Expanding outside broadcast horizons
Fibre-optic cables have been used in outside broadcast installations since the 1990s but, as the industry makes the transition to 4K and UHDTV there is a greater reliance on using them outdoors. Viewers increasingly want to watch major sporting events and concerts in 4k definition, and many large stadiums and concert venues have invested in the necessary fibre-optic infrastructure in anticipation of the arrival of the broadcasting operators.
However, there are numerous other venues that host smaller or less frequent events where large-scale permanent fibre infrastructure is too costly or impracticable, and here the concept of temporary or “tactical” cables becomes attractive.
While modern transmission technology allows outside broadcast companies to send all the necessary video, audio and data down one cable, the temporary nature of such installations – plus the fact that they are often exposed to the vagaries of the weather and the stresses of assembly and installation on site - means that any connectors used need to be both robust and “idiot proof”. Crews are also under increasing time pressure for faster set-ups and tear-downs, especially in and around public places, and therefore need connectors that are quick and easy to connect as well as being secure and resilient.
For TV studio and internal outside-broadcast vehicle conditions, various traditional standardised butt-joint fibre-optic connection technologies are increasingly preferred to copper types, as they offer improved bandwidth signal handling over larger distances and different signal types can be multiplexed over a single fibre-optic cable. In addition, fibre optics allow bi-directional communication whereas copper systems can only transmit in one direction.
In addition, fibre-optic cables are small and lightweight compared to copper alternatives: a particularly important point inside outside-broadcast vans in order to save space and minimise the overall weight of the installed vehicle. Finally, fibre-optic cables are inherently immune to EMI/RFI interference and cannot contribute to ground loops.
One of the other key benefits of fibre optic systems is their general immunity to interruption by moisture or immersion in water, as there is no electrical current to cause short circuits
However, it is the environmental operational conditions that need to be considered carefully when installing fibre-optic cabling systems in the field. Particular attention has to be paid to the potential for ingress of dust and dirt, especially for multiple mating situations: so much so that butt-jointed fibre-optic connector types are only normally suited for controlled environment conditions, where dirt and dust is minimised and connectors can easily be routinely cleaned.
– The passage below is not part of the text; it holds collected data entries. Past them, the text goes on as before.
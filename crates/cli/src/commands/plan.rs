//! Plan command handler.

use clap::Args;
use firegpt_core::{config::AppConfig, AppResult};

use super::print_json;
use crate::state::AppState;

/// Generate an action plan for a fire location
#[derive(Args, Debug)]
pub struct PlanCommand {
    /// Latitude of the fire
    #[arg(long, allow_hyphen_values = true)]
    pub lat: f64,

    /// Longitude of the fire
    #[arg(long, allow_hyphen_values = true)]
    pub lon: f64,

    /// Output as JSON (plan and map markers)
    #[arg(long)]
    pub json: bool,
}

impl PlanCommand {
    pub async fn execute(&self, config: AppConfig) -> AppResult<()> {
        tracing::info!("Executing plan command for {}, {}", self.lat, self.lon);

        let state = AppState::initialize(&config).await?;
        let plan = state.pipeline.plan_action(self.lat, self.lon).await?;

        if self.json {
            print_json(&plan)?;
        } else {
            println!("{}", plan.plan);
            tracing::debug!(
                "Markers - crews: {}, hospitals: {}, water: {}, safe zones: {}",
                plan.markers.crews.len(),
                plan.markers.hospitals.len(),
                plan.markers.water_sources.len(),
                plan.markers.safe_zones.len()
            );
        }

        Ok(())
    }
}
//! Deterministic trigram embeddings for offline retrieval.

use std::collections::{HashMap, HashSet};

/// Default embedding width.
pub const DEFAULT_DIMENSIONS: usize = 384;

const STOP_WORDS: &[&str] = &[
    "the", "is", "at", "which", "on", "a", "an", "as", "are", "was", "were", "for", "to", "of",
    "in", "and", "or", "but", "with", "by", "from", "this", "that", "be", "have", "has", "had",
    "it", "its", "their", "they", "them", "what", "how", "should", "when", "where",
];

/// Content-aware embedder built from word and character-trigram hashes.
///
/// Not semantic, but stable across runs and machines, so an index written
/// once can be reloaded and queried without a model.
#[derive(Debug, Clone)]
pub struct TrigramEmbedder {
    dimensions: usize,
    stop_words: HashSet<&'static str>,
}

impl TrigramEmbedder {
    pub fn new(dimensions: usize) -> Self {
        Self {
            dimensions: dimensions.max(1),
            stop_words: STOP_WORDS.iter().copied().collect(),
        }
    }

    pub fn dimensions(&self) -> usize {
        self.dimensions
    }

    /// Embed `text` as a unit vector (all zeros when nothing survives
    /// filtering).
    pub fn embed(&self, text: &str) -> Vec<f32> {
        let mut embedding = vec![0.0f32; self.dimensions];
        let lower = text.to_lowercase();

        let mut word_freq: HashMap<&str, u32> = HashMap::new();
        for word in lower
            .split(|c: char| !c.is_alphanumeric())
            .filter(|w| w.chars().count() > 2 && !self.stop_words.contains(w))
        {
            *word_freq.entry(word).or_insert(0) += 1;
        }

        for (word, freq) in &word_freq {
            let chars: Vec<char> = word.chars().collect();
            for window in chars.windows(3) {
                let hash = window
                    .iter()
                    .fold(0u64, |acc, c| acc.wrapping_mul(37).wrapping_add(*c as u64));
                embedding[(hash % self.dimensions as u64) as usize] += (*freq as f32).sqrt();
            }

            let word_hash = word
                .bytes()
                .fold(0u64, |acc, b| acc.wrapping_mul(31).wrapping_add(b as u64));
            embedding[(word_hash % self.dimensions as u64) as usize] += *freq as f32;
        }

        let norm: f32 = embedding.iter().map(|x| x * x).sum::<f32>().sqrt();
        if norm > 0.0 {
            for v in &mut embedding {
                *v /= norm;
            }
        }

        embedding
    }
}

impl Default for TrigramEmbedder {
    fn default() -> Self {
        Self::new(DEFAULT_DIMENSIONS)
    }
}

/// Cosine similarity between two vectors; 0.0 on length mismatch or zero norm.
pub fn cosine_similarity(a: &[f32], b: &[f32]) -> f32 {
    if a.len() != b.len() {
        return 0.0;
    }

    let dot_product: f32 = a.iter().zip(b.iter()).map(|(x, y)| x * y).sum();
    let norm_a: f32 = a.iter().map(|x| x * x).sum::<f32>().sqrt();
    let norm_b: f32 = b.iter().map(|x| x * x).sum::<f32>().sqrt();

    if norm_a == 0.0 || norm_b == 0.0 {
        return 0.0;
    }

    dot_product / (norm_a * norm_b)
}
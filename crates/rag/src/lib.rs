//! Retrieval-augmented generation for FireGPT.
//!
//! Composes the knowledge store, prompt definitions, model registry and
//! geodata clients into the two user-facing operations: answering a
//! wildfire question and planning a response to a reported fire.

pub mod pipeline;
pub mod plan;

pub use pipeline::{AskResponse, Location, PipelineOptions, Prompts, RagPipeline};
pub use plan::ActionPlan;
Nevertheless, it is possible to apply fibre optics in much harsher environment operating conditions, such as those experienced in outdoor installations, by utilising expanded-beam fibre-optic connector design technology.
In an expanded-beam connector, the diameter of the optical beam is expanded by approximately 40 times, and this expanded beam is coupled into the opposite connector before being collimated back down to the original beam size and re-coupled into the fibre. Since the beam size is expanded by as much as 40 times, the influence of a 0.02 mm piece of dirt between a pair of ceramic ferrule-based connectors is reduced by 40 times in a pair of expanded-beam connectors.
It is this effect of collimating and greatly increasing the optical beam diameter that results in the connector being less sensitive to small particles of dust or other contamination, which could completely obscure transmission in butt-joint type connectors.
The aluminium shell housings of these expanded-beam fibre-optic connectors have a hermaphroditic mating design which means that there is no possibility for mismating. As a result, they allow easy “daisy chaining” of end-to-end terminated cable assemblies in accordance with the allowable power budget. This means that multiple mating can be achieved, supporting repeated temporary outside-broadcast field installation conditions to an IP 68 protection degree.
Such expanded-beam FO cable assemblies can be safely applied even in the harshest of conditions. For example, even the unmated open face of a lensed connector can be totally immersed in mud and this will cause minimal damage to the optical faces within the insert. The affected open connector can initially be cleaned by rinsing it in water and then the inner optic faces dried and simply wiped clean with a cloth or tissue, fully restoring signal transmission operation.
Daisy-chain and through bulkhead I/O cable assemblies are supplied with fitted covers, as it is always good practice to minimise the ingress of dirt and dust in any fibre-optic connector where possible, thus further extending its lifetime.
The aluminium shell housings and covers have a shock-protected rubber boot, and the interlinking fibre-optic cable includes an inner Kevlar crush-resistant sleeving that provides cushioned protection to the integrated optical fibres. As a result, the daisy-chain cables offer a rugged and robust field installation solution. The distinctive yellow colouring of the HARTING expanded-beam FO cable assemblies enables users to easily identify them as containing fibre-optic components and sets them apart from other copper-based cables. Users can then ensure that they take account of the allowed fibre-optic bend radius characteristics for the installed laid cables.
The HARTING expanded-beam fibre-optic connectors and cables described in this article provide outside-broadcast systems integrators with full assurance of their long-term reliability, ensuring continuity of service even under harsh environmental installation and operating conditions.